Imagine a seguinte situação
hipotética:
Carlos foi coroinha de uma
paróquia durante sua adolescência.
Quando tinha 17 anos, Carlos
procurou o bispo responsável pela Arquidiocese e denunciou que foi vítima de
abuso praticado por um dos padres da paróquia.
A denúncia motivou a instauração
de um processo disciplinar eclesiástico (também denominado processo penal
canônico) perante o Tribunal Eclesiástico Interdiocesano, regido pelo Código de
Direito Canônico, para apurar a conduta do padre.
O processo eclesiástico tramitou
sob sigilo, conforme as normas internas da Igreja Católica.
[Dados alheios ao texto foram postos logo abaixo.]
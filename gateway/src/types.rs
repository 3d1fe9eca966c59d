//! Core types for routing requests and decisions
//!
//! Conversations are transient, built per request and discarded after the
//! call completes. Only the [`RoutingDecision`] summary outlives a request.

use chrono::{DateTime, Utc};
use serde::{Deserialize, Serialize};

/// Role of a conversation message
#[derive(Debug, Clone, Copy, PartialEq, Eq, Hash, Serialize, Deserialize)]
#[serde(rename_all = "snake_case")]
pub enum Role {
    User,
    Assistant,
    System,
}

impl std::fmt::Display for Role {
    fn fmt(&self, f: &mut std::fmt::Formatter<'_>) -> std::fmt::Result {
        match self {
            Self::User => write!(f, "user"),
            Self::Assistant => write!(f, "assistant"),
            Self::System => write!(f, "system"),
        }
    }
}

/// A single conversation message
///
/// Ordered sequences of messages form a conversation. Order is
/// chronological and semantically meaningful — messages are never
/// reordered, only truncated or summarized.
#[derive(Debug, Clone, PartialEq, Eq, Serialize, Deserialize)]
pub struct Message {
    pub role: Role,
    pub content: String,
}

impl Message {
    pub fn new(role: Role, content: impl Into<String>) -> Self {
        Self {
            role,
            content: content.into(),
        }
    }

    /// Create a user message
    pub fn user(content: impl Into<String>) -> Self {
        Self::new(Role::User, content)
    }

    /// Create an assistant message
    pub fn assistant(content: impl Into<String>) -> Self {
        Self::new(Role::Assistant, content)
    }

    /// Create a system message
    pub fn system(content: impl Into<String>) -> Self {
        Self::new(Role::System, content)
    }
}

/// Backend vendor serving one or more models
#[derive(Debug, Clone, Copy, PartialEq, Eq, Hash, Serialize, Deserialize)]
#[serde(rename_all = "snake_case")]
pub enum Provider {
    Anthropic,
    OpenAi,
    Google,
    Xai,
}

impl Provider {
    /// All known providers
    pub fn all() -> &'static [Provider] {
        &[
            Provider::Anthropic,
            Provider::OpenAi,
            Provider::Google,
            Provider::Xai,
        ]
    }
}

impl std::fmt::Display for Provider {
    fn fmt(&self, f: &mut std::fmt::Formatter<'_>) -> std::fmt::Result {
        match self {
            Self::Anthropic => write!(f, "anthropic"),
            Self::OpenAi => write!(f, "openai"),
            Self::Google => write!(f, "google"),
            Self::Xai => write!(f, "xai"),
        }
    }
}

/// Identifier for a routable backend model
#[derive(Debug, Clone, Copy, PartialEq, Eq, Hash, Serialize, Deserialize)]
#[serde(rename_all = "snake_case")]
pub enum ModelId {
    /// Claude Opus — most capable, most expensive
    Opus,
    /// Claude Sonnet — balanced capability and cost
    Sonnet,
    /// Claude Haiku — fast and cheap
    Haiku,
    /// GPT-5 — general-purpose mid tier
    Gpt5,
    /// Gemini 2.5 Pro — high-context safe fallback
    GeminiPro,
    /// Gemini 2.5 Flash — cheapest option
    Flash,
    /// Grok 2 — mid tier
    Grok2,
    /// Grok 3 — capable tier
    Grok3,
}

impl ModelId {
    /// The vendor/model string used in API requests
    pub fn api_name(&self) -> &'static str {
        match self {
            Self::Opus => "anthropic/claude-opus-4.1",
            Self::Sonnet => "anthropic/claude-sonnet-4",
            Self::Haiku => "anthropic/claude-haiku-3.5",
            Self::Gpt5 => "openai/gpt-5",
            Self::GeminiPro => "google/gemini-2.5-pro",
            Self::Flash => "google/gemini-2.5-flash",
            Self::Grok2 => "xai/grok-2",
            Self::Grok3 => "xai/grok-3",
        }
    }

    /// The provider serving this model
    pub fn provider(&self) -> Provider {
        match self {
            Self::Opus | Self::Sonnet | Self::Haiku => Provider::Anthropic,
            Self::Gpt5 => Provider::OpenAi,
            Self::GeminiPro | Self::Flash => Provider::Google,
            Self::Grok2 | Self::Grok3 => Provider::Xai,
        }
    }

    /// All routable model IDs
    pub fn all() -> &'static [ModelId] {
        &[
            ModelId::Opus,
            ModelId::Sonnet,
            ModelId::Haiku,
            ModelId::Gpt5,
            ModelId::GeminiPro,
            ModelId::Flash,
            ModelId::Grok2,
            ModelId::Grok3,
        ]
    }
}

impl std::fmt::Display for ModelId {
    fn fmt(&self, f: &mut std::fmt::Formatter<'_>) -> std::fmt::Result {
        match self {
            Self::Opus => write!(f, "opus"),
            Self::Sonnet => write!(f, "sonnet"),
            Self::Haiku => write!(f, "haiku"),
            Self::Gpt5 => write!(f, "gpt5"),
            Self::GeminiPro => write!(f, "gemini_pro"),
            Self::Flash => write!(f, "flash"),
            Self::Grok2 => write!(f, "grok2"),
            Self::Grok3 => write!(f, "grok3"),
        }
    }
}

/// Coarse capability/price classification used to bias model selection
/// toward the cheapest adequate option
#[derive(
    Debug, Clone, Copy, PartialEq, Eq, PartialOrd, Ord, Hash, Serialize, Deserialize,
)]
#[serde(rename_all = "snake_case")]
pub enum CostTier {
    Economy,
    Standard,
    Premium,
}

impl std::fmt::Display for CostTier {
    fn fmt(&self, f: &mut std::fmt::Formatter<'_>) -> std::fmt::Result {
        match self {
            Self::Economy => write!(f, "economy"),
            Self::Standard => write!(f, "standard"),
            Self::Premium => write!(f, "premium"),
        }
    }
}

/// Verdict from the upstream content filter
///
/// Detection itself lives upstream; the router only consumes the verdict
/// and skips routing entirely when `blocked` is set.
#[derive(Debug, Clone, Copy, PartialEq, Eq, Serialize, Deserialize)]
pub struct FilterVerdict {
    /// Whether the request must not be routed at all
    pub blocked: bool,
    /// Number of sensitive-content categories detected
    pub flagged_categories: u32,
}

impl FilterVerdict {
    /// A clean verdict with nothing flagged
    pub fn clean() -> Self {
        Self {
            blocked: false,
            flagged_categories: 0,
        }
    }

    /// A blocking verdict with the given category count
    pub fn blocked(flagged_categories: u32) -> Self {
        Self {
            blocked: true,
            flagged_categories,
        }
    }
}

/// Immutable record of one completed routing request
///
/// Created by the router, persisted by the state store, never mutated
/// after creation.
#[derive(Debug, Clone, Serialize, Deserialize)]
pub struct RoutingDecision {
    /// Unique decision identifier
    pub id: String,
    /// When the decision was made
    pub timestamp: DateTime<Utc>,
    /// The caller-supplied intent text
    pub intent: String,
    /// Model the router chose before any context-armor override
    pub model_selected: ModelId,
    /// Model that actually executed the call
    pub model_used: ModelId,
    /// Token estimate for the conversation at guard time
    pub context_tokens: u64,
    /// Whether the pre-flight audit overrode the cost-based choice
    pub overridden: bool,
    /// Cost rate (per 1M tokens) of the model that executed
    pub cost_rate_used: f64,
}

impl RoutingDecision {
    pub fn new(
        intent: impl Into<String>,
        model_selected: ModelId,
        model_used: ModelId,
        context_tokens: u64,
        overridden: bool,
        cost_rate_used: f64,
    ) -> Self {
        Self {
            id: uuid::Uuid::new_v4().to_string(),
            timestamp: Utc::now(),
            intent: intent.into(),
            model_selected,
            model_used,
            context_tokens,
            overridden,
            cost_rate_used,
        }
    }
}

#[cfg(test)]
mod tests {
    use super::*;

    #[test]
    fn test_model_providers() {
        assert_eq!(ModelId::Opus.provider(), Provider::Anthropic);
        assert_eq!(ModelId::Gpt5.provider(), Provider::OpenAi);
        assert_eq!(ModelId::GeminiPro.provider(), Provider::Google);
        assert_eq!(ModelId::Grok3.provider(), Provider::Xai);
    }

    #[test]
    fn test_api_names() {
        assert_eq!(ModelId::GeminiPro.api_name(), "google/gemini-2.5-pro");
        assert!(ModelId::Opus.api_name().starts_with("anthropic/"));
    }

    #[test]
    fn test_tier_ordering() {
        assert!(CostTier::Economy < CostTier::Standard);
        assert!(CostTier::Standard < CostTier::Premium);
    }

    #[test]
    fn test_message_constructors() {
        let msg = Message::user("hello");
        assert_eq!(msg.role, Role::User);
        assert_eq!(msg.content, "hello");
        assert_eq!(Message::system("s").role, Role::System);
    }

    #[test]
    fn test_filter_verdict() {
        assert!(!FilterVerdict::clean().blocked);
        let blocked = FilterVerdict::blocked(2);
        assert!(blocked.blocked);
        assert_eq!(blocked.flagged_categories, 2);
    }

    #[test]
    fn test_decision_serde() {
        let decision =
            RoutingDecision::new("fix a bug", ModelId::Haiku, ModelId::GeminiPro, 1234, true, 1.25);
        let json = serde_json::to_string(&decision).unwrap();
        let parsed: RoutingDecision = serde_json::from_str(&json).unwrap();
        assert_eq!(parsed.model_selected, ModelId::Haiku);
        assert_eq!(parsed.model_used, ModelId::GeminiPro);
        assert!(parsed.overridden);
        assert_eq!(parsed.context_tokens, 1234);
    }

    #[test]
    fn test_model_id_serde_snake_case() {
        let json = serde_json::to_string(&ModelId::GeminiPro).unwrap();
        assert_eq!(json, "\"gemini_pro\"");
    }

    #[test]
    fn test_all_models_have_distinct_api_names() {
        let mut names: Vec<&str> = ModelId::all().iter().map(|m| m.api_name()).collect();
        names.sort_unstable();
        names.dedup();
        assert_eq!(names.len(), ModelId::all().len());
    }
}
Durante o procedimento, foram
colhidas provas, ouvidas testemunhas (sacerdotes e fiéis que conheciam os
fatos), e o próprio padre foi interrogado no âmbito religioso.
Ao final do processo
eclesiástico, o Tribunal Eclesiástico concluiu que ficaram comprovados
“comportamentos e atos de cunho homossexual e de infidelidade à promessa do
celibato, com escândalo”, mas não ficaram comprovados delitos de abuso.
Como sanção, o padre foi
condenado à pena de suspensão das ordens sacerdotais por três anos e obrigado a
se recolher, por ao menos um ano, em instituição de ajuda a sacerdotes, com
acompanhamento espiritual e psicológico.
Ação de exibição de
documentos proposta por Carlos
Insatisfeito com a falta de
acesso às informações do processo eclesiástico e desejando reunir elementos
para eventual ação judicial na esfera estatal (cível, trabalhista ou criminal),
Carlos ingressou com ação de exibição de documentos contra a Arquidiocese,
requerendo acesso integral aos autos do processo disciplinar eclesiástico.
Arquidiocese é
uma divisão territorial da Igreja Católica, como se fosse uma “sede regional”
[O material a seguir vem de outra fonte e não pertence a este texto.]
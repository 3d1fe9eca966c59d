//! State persistence.
//!
//! Two stores sit behind the [`StateStore`] trait: an in-memory one for
//! tests and embedders that do not care about restarts, and a JSON file
//! store that persists circuit snapshots and the routing decision log so
//! breaker state and spend accounting survive a process restart.

use std::collections::HashMap;
use std::path::{Path, PathBuf};
use std::sync::{Arc, RwLock};

use serde::{Deserialize, Serialize};
use thiserror::Error;

use crate::circuit::CircuitSnapshot;
use crate::types::{ModelId, RoutingDecision};

/// Decisions retained in the persisted log before the oldest are dropped.
const MAX_DECISIONS: usize = 1000;

#[derive(Debug, Error)]
pub enum StoreError {
    #[error("io error: {0}")]
    Io(#[from] std::io::Error),

    #[error("serialization error: {0}")]
    Serialization(String),

    #[error("state lock poisoned")]
    LockPoisoned,
}

pub type StoreResult<T> = Result<T, StoreError>;

/// Persistence seam for circuit state and the decision log.
pub trait StateStore: Send + Sync {
    /// Fetch the persisted circuit snapshot for a model, if any.
    fn get_circuit(&self, model: ModelId) -> StoreResult<Option<CircuitSnapshot>>;

    /// Persist a model's circuit snapshot.
    fn put_circuit(&self, model: ModelId, snapshot: CircuitSnapshot) -> StoreResult<()>;

    /// Append one routing decision to the log.
    fn append_decision(&self, decision: RoutingDecision) -> StoreResult<()>;

    /// The most recent `n` decisions, oldest first.
    fn recent_decisions(&self, n: usize) -> StoreResult<Vec<RoutingDecision>>;
}

pub type SharedStateStore = Arc<dyn StateStore>;

/// Volatile store backed by in-process maps.
#[derive(Default)]
pub struct InMemoryStore {
    circuits: RwLock<HashMap<ModelId, CircuitSnapshot>>,
    decisions: RwLock<Vec<RoutingDecision>>,
}

impl InMemoryStore {
    pub fn new() -> Self {
        Self::default()
    }
}

impl StateStore for InMemoryStore {
    fn get_circuit(&self, model: ModelId) -> StoreResult<Option<CircuitSnapshot>> {
        let circuits = self.circuits.read().map_err(|_| StoreError::LockPoisoned)?;
        Ok(circuits.get(&model).copied())
    }

    fn put_circuit(&self, model: ModelId, snapshot: CircuitSnapshot) -> StoreResult<()> {
        let mut circuits = self.circuits.write().map_err(|_| StoreError::LockPoisoned)?;
        circuits.insert(model, snapshot);
        Ok(())
    }

    fn append_decision(&self, decision: RoutingDecision) -> StoreResult<()> {
        let mut decisions = self.decisions.write().map_err(|_| StoreError::LockPoisoned)?;
        decisions.push(decision);
        if decisions.len() > MAX_DECISIONS {
            let excess = decisions.len() - MAX_DECISIONS;
            decisions.drain(..excess);
        }
        Ok(())
    }

    fn recent_decisions(&self, n: usize) -> StoreResult<Vec<RoutingDecision>> {
        let decisions = self.decisions.read().map_err(|_| StoreError::LockPoisoned)?;
        let start = decisions.len().saturating_sub(n);
        Ok(decisions[start..].to_vec())
    }
}

#[derive(Debug, Default, Serialize, Deserialize)]
struct PersistedState {
    circuits: HashMap<ModelId, CircuitSnapshot>,
    decisions: Vec<RoutingDecision>,
}

/// File-backed store writing the whole state as pretty JSON on every
/// mutation. Fine for the request rates a routing gateway sees.
pub struct JsonFileStore {
    path: PathBuf,
    state: RwLock<PersistedState>,
}

impl JsonFileStore {
    /// Open the store, loading existing state when the file is present.
    pub fn open(path: impl AsRef<Path>) -> StoreResult<Self> {
        let path = path.as_ref().to_path_buf();
        let state = if path.exists() {
            let raw = std::fs::read_to_string(&path)?;
            serde_json::from_str(&raw).map_err(|e| StoreError::Serialization(e.to_string()))?
        } else {
            PersistedState::default()
        };
        Ok(Self {
            path,
            state: RwLock::new(state),
        })
    }

    fn flush(&self, state: &PersistedState) -> StoreResult<()> {
        let serialized = serde_json::to_string_pretty(state)
            .map_err(|e| StoreError::Serialization(e.to_string()))?;
        std::fs::write(&self.path, serialized)?;
        Ok(())
    }
}

impl StateStore for JsonFileStore {
    fn get_circuit(&self, model: ModelId) -> StoreResult<Option<CircuitSnapshot>> {
        let state = self.state.read().map_err(|_| StoreError::LockPoisoned)?;
        Ok(state.circuits.get(&model).copied())
    }

    fn put_circuit(&self, model: ModelId, snapshot: CircuitSnapshot) -> StoreResult<()> {
        let mut state = self.state.write().map_err(|_| StoreError::LockPoisoned)?;
        state.circuits.insert(model, snapshot);
        self.flush(&state)
    }

    fn append_decision(&self, decision: RoutingDecision) -> StoreResult<()> {
        let mut state = self.state.write().map_err(|_| StoreError::LockPoisoned)?;
        state.decisions.push(decision);
        if state.decisions.len() > MAX_DECISIONS {
            let excess = state.decisions.len() - MAX_DECISIONS;
            state.decisions.drain(..excess);
        }
        self.flush(&state)
    }

    fn recent_decisions(&self, n: usize) -> StoreResult<Vec<RoutingDecision>> {
        let state = self.state.read().map_err(|_| StoreError::LockPoisoned)?;
        let start = state.decisions.len().saturating_sub(n);
        Ok(state.decisions[start..].to_vec())
    }
}

/// Aggregate view over a slice of the decision log.
#[derive(Debug, Clone, Default, Serialize, Deserialize)]
pub struct DecisionSummary {
    pub total_requests: u64,
    /// Requests where the guard overrode the selected model.
    pub overrides: u64,
    /// Estimated spend in dollars, from context tokens and per-model rates.
    pub estimated_spend: f64,
    pub requests_by_model: HashMap<ModelId, u64>,
}

/// Summarize a run of routing decisions for reporting.
pub fn summarize_decisions(decisions: &[RoutingDecision]) -> DecisionSummary {
    let mut summary = DecisionSummary::default();
    for decision in decisions {
        summary.total_requests += 1;
        if decision.overridden {
            summary.overrides += 1;
        }
        summary.estimated_spend +=
            decision.context_tokens as f64 * decision.cost_rate_used / 1_000_000.0;
        *summary
            .requests_by_model
            .entry(decision.model_used)
            .or_insert(0) += 1;
    }
    summary
}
da Igreja em uma grande cidade ou região importante. É comandada por um
arcebispo e pode coordenar outras dioceses menores ao redor. Possui
personalidade jurídica própria.
A arquidiocese
é considerada uma organização religiosa com existência legal própria, podendo,
por exemplo ter CNPJ, ser proprietária de bens, contratar funcionários e,
inclusive, responder judicialmente (como aconteceu no caso julgado pelo STJ).
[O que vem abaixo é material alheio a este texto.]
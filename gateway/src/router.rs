//! Cost-aware model routing.
//!
//! The router turns an intent plus conversation into a backend call:
//! classify the intent into a cost tier, gather models at that tier or
//! above whose provider is enabled and whose circuit admits traffic, and
//! take the cheapest. The context guard and retry orchestrator then wrap
//! the actual call, and every completed request lands in the decision log.

use std::sync::Arc;
use std::time::Duration;

use crate::backend::{BackendCaller, BackendResponse};
use crate::circuit::CircuitBreaker;
use crate::config::GatewayConfig;
use crate::error::{GatewayError, GatewayResult};
use crate::guard::ContextGuard;
use crate::retry::{FailureClass, RetryOrchestrator};
use crate::store::SharedStateStore;
use crate::types::{CostTier, FilterVerdict, Message, ModelId, Role};

/// Pre-routing content screen. Detection lives upstream; this seam only
/// delivers the verdict.
pub trait ContentFilter: Send + Sync {
    fn check(&self, intent: &str, conversation: &[Message]) -> FilterVerdict;
}

/// Filter that lets everything through.
#[derive(Debug, Clone, Copy, Default)]
pub struct PermissiveFilter;

impl ContentFilter for PermissiveFilter {
    fn check(&self, _intent: &str, _conversation: &[Message]) -> FilterVerdict {
        FilterVerdict::clean()
    }
}

const PREMIUM_KEYWORDS: [&str; 7] = [
    "architecture",
    "architect",
    "design",
    "security",
    "audit",
    "migrate",
    "distributed",
];

const STANDARD_KEYWORDS: [&str; 8] = [
    "implement",
    "refactor",
    "debug",
    "analyze",
    "review",
    "fix",
    "optimize",
    "test",
];

/// Classify an intent into the minimum cost tier worth paying for it.
///
/// Keyword buckets first, then length as a tiebreaker: long intents tend
/// to describe work that cheap models mangle.
pub fn desired_tier(intent: &str) -> CostTier {
    let lowered = intent.to_lowercase();
    if PREMIUM_KEYWORDS.iter().any(|k| lowered.contains(k)) || intent.len() > 600 {
        return CostTier::Premium;
    }
    if STANDARD_KEYWORDS.iter().any(|k| lowered.contains(k)) || intent.len() > 200 {
        return CostTier::Standard;
    }
    CostTier::Economy
}

/// A successfully routed request.
#[derive(Debug, Clone)]
pub struct RouteOutcome {
    pub response: BackendResponse,
    /// The audit record that was appended to the decision log.
    pub decision: crate::types::RoutingDecision,
}

/// The routing gateway.
pub struct Router {
    config: GatewayConfig,
    breaker: Arc<CircuitBreaker>,
    guard: ContextGuard,
    orchestrator: RetryOrchestrator,
    store: SharedStateStore,
    filter: Box<dyn ContentFilter>,
}

impl Router {
    /// Build a router, hydrating circuit state from the store so breakers
    /// survive restarts.
    pub fn new(
        config: GatewayConfig,
        backend: Arc<dyn BackendCaller>,
        store: SharedStateStore,
    ) -> Self {
        let breaker = Arc::new(CircuitBreaker::new(
            config.failure_threshold,
            config.cooldown_secs,
        ));
        for model in ModelId::all().iter().copied() {
            match store.get_circuit(model) {
                Ok(Some(snapshot)) => breaker.restore(model, snapshot),
                Ok(None) => {}
                Err(e) => {
                    tracing::warn!(model = %model, error = %e, "failed to load circuit state")
                }
            }
        }

        let guard = ContextGuard::new(&config);
        let orchestrator = RetryOrchestrator::new(
            backend,
            breaker.clone(),
            config.fallback_model,
            Duration::from_secs(config.call_timeout_secs),
        );

        Self {
            config,
            breaker,
            guard,
            orchestrator,
            store,
            filter: Box::new(PermissiveFilter),
        }
    }

    /// Replace the content filter.
    pub fn with_filter(mut self, filter: Box<dyn ContentFilter>) -> Self {
        self.filter = filter;
        self
    }

    /// Replace the context guard, typically to swap its estimator.
    pub fn with_guard(mut self, guard: ContextGuard) -> Self {
        self.guard = guard;
        self
    }

    /// The circuit breaker registry, for inspection.
    pub fn breaker(&self) -> &CircuitBreaker {
        &self.breaker
    }

    /// Models at or above the tier, cheapest first, provider-enabled and
    /// priced. Circuit eligibility is checked at claim time.
    fn candidates(&self, tier: CostTier) -> Vec<(ModelId, f64)> {
        let mut candidates: Vec<(ModelId, f64)> = ModelId::all()
            .iter()
            .copied()
            .filter(|m| self.config.available_providers.contains(&m.provider()))
            .filter(|m| self.config.tier(*m).is_some_and(|t| t >= tier))
            .filter_map(|m| self.config.cost_rate(m).map(|rate| (m, rate)))
            .collect();
        candidates.sort_by(|a, b| a.1.total_cmp(&b.1));
        candidates
    }

    fn persist_circuit(&self, model: ModelId) {
        if let Err(e) = self.store.put_circuit(model, self.breaker.snapshot(model)) {
            tracing::warn!(model = %model, error = %e, "failed to persist circuit state");
        }
    }

    /// Route one request end to end.
    pub async fn route(
        &self,
        intent: &str,
        conversation: &[Message],
    ) -> GatewayResult<RouteOutcome> {
        let verdict = self.filter.check(intent, conversation);
        if verdict.blocked {
            tracing::warn!(
                categories = verdict.flagged_categories,
                "request blocked by content filter"
            );
            return Err(GatewayError::BlockedContent {
                categories: verdict.flagged_categories,
            });
        }

        debug_assert!(
            conversation.iter().any(|m| m.role == Role::User),
            "conversation must contain at least one user message"
        );

        let tier = desired_tier(intent);

        // Claim the cheapest model whose circuit admits traffic. acquire()
        // also takes the single half-open probe slot, so two concurrent
        // requests cannot both probe a recovering model.
        let mut selected = None;
        for (model, rate) in self.candidates(tier) {
            if self.breaker.acquire(model) {
                selected = Some((model, rate));
                break;
            }
        }
        let Some((model_selected, _)) = selected else {
            return Err(GatewayError::NoEligibleModel {
                tier,
                providers: self.config.available_providers.len(),
            });
        };

        let guarded = self.guard.guard(model_selected, conversation);
        if guarded.model != model_selected {
            // The override diverted traffic away from the claimed model;
            // give back its probe slot and claim the fallback's instead.
            // An oversized request can only go to the fallback model, so
            // a refusing fallback circuit leaves nothing eligible.
            self.breaker.release(model_selected);
            if !self.breaker.acquire(guarded.model) {
                tracing::warn!(
                    model = %guarded.model,
                    "fallback circuit refused the oversized request"
                );
                return Err(GatewayError::NoEligibleModel {
                    tier,
                    providers: self.config.available_providers.len(),
                });
            }
        }

        let invocation = self
            .orchestrator
            .invoke(&guarded.conversation, guarded.model)
            .await;

        match invocation {
            Ok(outcome) => {
                if outcome.fell_back {
                    self.breaker.release(guarded.model);
                }
                self.breaker.record_success(outcome.model_used);
                self.persist_circuit(outcome.model_used);

                let cost_rate_used = self.config.cost_rate(outcome.model_used).unwrap_or(0.0);
                let decision = crate::types::RoutingDecision::new(
                    intent,
                    model_selected,
                    outcome.model_used,
                    guarded.estimated_tokens,
                    guarded.overridden,
                    cost_rate_used,
                );
                if let Err(e) = self.store.append_decision(decision.clone()) {
                    tracing::warn!(error = %e, "failed to record routing decision");
                }

                tracing::info!(
                    intent_tier = %tier,
                    selected = %model_selected,
                    used = %outcome.model_used,
                    tokens = guarded.estimated_tokens,
                    attempts = outcome.attempts,
                    overridden = guarded.overridden,
                    "request routed"
                );

                Ok(RouteOutcome {
                    response: outcome.response,
                    decision,
                })
            }
            Err(failure) => {
                if failure.model != guarded.model {
                    // A failed silent retry still releases the original
                    // model's probe slot.
                    self.breaker.release(guarded.model);
                }
                self.breaker.record_failure(failure.model);
                self.persist_circuit(failure.model);

                match failure.class {
                    FailureClass::Overflow => Err(GatewayError::ContextOverflow {
                        model: failure.model,
                        failure: failure.failure,
                    }),
                    FailureClass::Transient | FailureClass::Other => {
                        Err(GatewayError::TransientBackend {
                            model: failure.model,
                            failure: failure.failure,
                        })
                    }
                }
            }
        }
    }
}

#[cfg(test)]
mod tests {
    use super::*;

    #[test]
    fn test_tier_classification() {
        assert_eq!(desired_tier("what time is it"), CostTier::Economy);
        assert_eq!(desired_tier("fix this off-by-one"), CostTier::Standard);
        assert_eq!(desired_tier("review my security audit"), CostTier::Premium);
        assert_eq!(
            desired_tier("design a distributed cache"),
            CostTier::Premium
        );
    }

    #[test]
    fn test_tier_by_length() {
        let medium = "a".repeat(250);
        assert_eq!(desired_tier(&medium), CostTier::Standard);
        let long = "a".repeat(650);
        assert_eq!(desired_tier(&long), CostTier::Premium);
    }

    #[test]
    fn test_keyword_matching_case_insensitive() {
        assert_eq!(desired_tier("REFACTOR the parser"), CostTier::Standard);
        assert_eq!(desired_tier("Architecture question"), CostTier::Premium);
    }

    #[test]
    fn test_permissive_filter() {
        let verdict = PermissiveFilter.check("anything", &[Message::user("hi")]);
        assert!(!verdict.blocked);
        assert_eq!(verdict.flagged_categories, 0);
    }
}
A Arquidiocese contestou sustentando
que o processo eclesiástico é protegido por sigilo, uma vez que se tratava de
um procedimento interno, fundado em ritos religiosos e voltado à aplicação de
penas espirituais, não à responsabilização jurídica estatal. Argumentou ainda
que forçar a exibição violaria o direito à liberdade religiosa, a privacidade
do sacerdote envolvido e o sigilo inerente às confissões e depoimentos ali
colhidos.
O juiz julgou o pedido procedente
e determinou que a Arquidiocese exibisse integralmente o processo eclesiástico.
O Tribunal de Justiça manteve a
sentença, entendendo que o direito de Carlos ao acesso à prova deveria
prevalecer sobre o sigilo do procedimento religioso.
A Arquidiocese interpôs recurso
especial alegando violação à liberdade de organização religiosa e ao sigilo
inerente aos ritos eclesiásticos, protegidos constitucionalmente.
O STJ acolheu os argumentos
da Arquidiocese ou de Carlos?
Da Arquidiocese.
O direito à prova não é
absoluto
O direito à produção de provas,
como a exibição de documentos, não é absoluto. Esse direito pode ser limitado
quando entra em conflito com outros direitos fundamentais igualmente protegidos
pela Constituição.
O art. 404 do CPC prevê hipóteses nas quais a parte pode
legitimamente se recusar a exibir documentos em determinadas situações:
Art. 404. A parte e o terceiro se
escusam de exibir, em juízo, o documento ou a coisa se:
I - concernente a negócios da
própria vida da família;
II - sua apresentação puder
violar dever de honra;
III - sua publicidade redundar em
desonra à parte ou ao terceiro, bem como a seus parentes consanguíneos ou afins
até o terceiro grau, ou lhes representar perigo de ação penal;
IV - sua exibição acarretar a
divulgação de fatos a cujo respeito, por estado ou profissão, devam guardar
segredo;
V - subsistirem outros motivos
graves que, segundo o prudente arbítrio do juiz, justifiquem a recusa da
exibição;
VI - houver disposição legal que
justifique a recusa da exibição.
Parágrafo único. Se os motivos de
que tratam os incisos I a VI do caput disserem respeito a apenas uma parcela do
documento, a parte ou o terceiro exibirá a outra em cartório, para dela ser
extraída cópia reprográfica, de tudo sendo lavrado auto circunstanciado.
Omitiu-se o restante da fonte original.